(Stored data)
- Opening Delimiter -
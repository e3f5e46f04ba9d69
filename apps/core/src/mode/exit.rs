//! Explicit exit phrases for the specialised modes.
//!
//! Prompt authoring is left on navigation requests, cancellations and
//! "I don't want prompt mode anymore". Image-schema authoring accepts the
//! navigation requests too, but a cancellation only counts when it names the
//! image work ("stop the schema", "no more images").

use regex::Regex;
use std::sync::LazyLock;

use crate::brain::keywords::find_target_page;

// NOTE: expect() is acceptable here: a built-in pattern that fails to compile is a bug
static NAVIGATION_EXIT_PATTERNS: LazyLock<Vec<Regex>> = LazyLock::new(|| {
    vec![
        Regex::new(r"(?i)\b(llévame|llevame|muéstrame|muestrame)\b").expect("Invalid regex: take me"),
        Regex::new(r"(?i)\b(take me|get me) to\b").expect("Invalid regex: English take me to"),
    ]
});

// Bare movement verbs also occur in prompt content ("para ir a la playa"),
// so they only count when a site page is named
static DESTINATION_EXIT_PATTERNS: LazyLock<Vec<Regex>> = LazyLock::new(|| {
    vec![
        Regex::new(r"(?i)\b(ir|navegar|volver|regresar)\s+(a|al|hacia)\b").expect("Invalid regex: go to"),
        Regex::new(r"(?i)\b(go|navigate) to\b").expect("Invalid regex: English go to"),
    ]
});

static MODE_EXIT_PATTERNS: LazyLock<Vec<Regex>> = LazyLock::new(|| {
    vec![
        Regex::new(r"(?i)\b(salir|sal|salgamos|salirme)\b.*\bmodo\b").expect("Invalid regex: leave mode"),
        Regex::new(r"(?i)\b(modo normal|chat normal|normal mode)\b").expect("Invalid regex: normal mode"),
        Regex::new(r"(?i)\b(exit|quit|leave)\b.*\bmode\b").expect("Invalid regex: English leave mode"),
    ]
});

static PROMPT_EXIT_PATTERNS: LazyLock<Vec<Regex>> = LazyLock::new(|| {
    vec![
        Regex::new(r"(?i)\b(cancelar|cancela|cancelo|cancel)\b").expect("Invalid regex: cancel"),
        Regex::new(r"(?i)\bya no (quiero|necesito)\b.*\b(modo|prompts?)\b").expect("Invalid regex: no longer want prompts"),
        Regex::new(r"(?i)\bno quiero\b.*\b(modo prompts?|más prompts?)\b").expect("Invalid regex: don't want prompt mode"),
        Regex::new(r"(?i)\bi (don'?t|do not) want\b.*\bprompts?\b").expect("Invalid regex: English don't want prompt"),
        Regex::new(r"(?i)\bno more prompts?\b").expect("Invalid regex: no more prompts"),
    ]
});

static IMAGE_EXIT_PATTERNS: LazyLock<Vec<Regex>> = LazyLock::new(|| {
    vec![
        Regex::new(r"(?i)\b(parar|detén|detener|basta|deja de|dejemos|cancelar|cancela|stop|cancel)\b.*\b(esquemas?|imagen|imágenes|diseños?|json|schemas?|images?)\b").expect("Invalid regex: stop images"),
        Regex::new(r"(?i)\b(no más|no quiero más|ya no quiero( más)?)\s+(esquemas?|imágenes|diseños?)\b").expect("Invalid regex: no more images"),
        Regex::new(r"(?i)\bno more (images?|schemas?|designs?)\b").expect("Invalid regex: English no more images"),
    ]
});

fn any_match(patterns: &[Regex], text: &str) -> bool {
    patterns.iter().any(|p| p.is_match(text))
}

fn is_navigation_exit(lower: &str) -> bool {
    any_match(&NAVIGATION_EXIT_PATTERNS, lower)
        || (any_match(&DESTINATION_EXIT_PATTERNS, lower) && find_target_page(lower).is_some())
}

/// True if the message asks to leave prompt authoring
pub fn is_prompt_exit(message: &str) -> bool {
    let lower = message.trim().to_lowercase();
    is_navigation_exit(&lower)
        || any_match(&MODE_EXIT_PATTERNS, &lower)
        || any_match(&PROMPT_EXIT_PATTERNS, &lower)
}

/// True if the message asks to leave image-schema authoring
pub fn is_image_exit(message: &str) -> bool {
    let lower = message.trim().to_lowercase();
    is_navigation_exit(&lower)
        || any_match(&MODE_EXIT_PATTERNS, &lower)
        || any_match(&IMAGE_EXIT_PATTERNS, &lower)
}

#[cfg(test)]
mod tests {
    use super::*;

    #[test]
    fn test_prompt_exit_phrases() {
        for message in [
            "llévame al dashboard",
            "cancelar",
            "ya no quiero el modo prompt",
            "quiero salir de este modo",
            "take me to the courses",
            "I don't want prompt mode anymore",
            "volver al modo normal",
            "quiero ir a los cursos",
            "go to the community page",
        ] {
            assert!(is_prompt_exit(message), "expected exit: {message}");
        }
    }

    #[test]
    fn test_prompt_mode_content_is_not_an_exit() {
        for message in [
            "cuéntame un chiste",
            "para vender zapatos a jóvenes",
            "quiero que el tono sea formal",
            "quiero que el prompt sirva para ir a la playa",
            "para ir al gimnasio",
            "a prompt that helps people go to sleep",
            "",
        ] {
            assert!(!is_prompt_exit(message), "unexpected exit: {message}");
        }
    }

    #[test]
    fn test_image_exit_needs_image_words_for_cancellation() {
        assert!(is_image_exit("basta de imágenes"));
        assert!(!is_image_exit("quiero un esquema para una imagen de producto"));
        assert!(is_image_exit("ya no quiero más esquemas"));
        assert!(is_image_exit("stop the images"));
        assert!(is_image_exit("llévame a noticias"));
        assert!(!is_image_exit("cancelar"));
        assert!(!is_image_exit("un fondo azul con botones redondeados"));
    }
}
- Closing Delimiter -
# Directions
Look above for the line with "fn is_navigation_exit(lower: &str)" and the line with "pub fn is_image_exit(message: &str)". Retype those two lines and every line between them exactly, adding nothing.

# Written answer
fn is_navigation_exit(lower: &str) -> bool {
    any_match(&NAVIGATION_EXIT_PATTERNS, lower)
        || (any_match(&DESTINATION_EXIT_PATTERNS, lower) && find_target_page(lower).is_some())
}

/// True if the message asks to leave prompt authoring
pub fn is_prompt_exit(message: &str) -> bool {
    let lower = message.trim().to_lowercase();
    is_navigation_exit(&lower)
        || any_match(&MODE_EXIT_PATTERNS, &lower)
        || any_match(&PROMPT_EXIT_PATTERNS, &lower)
}

/// True if the message asks to leave image-schema authoring
pub fn is_image_exit(message: &str) -> bool {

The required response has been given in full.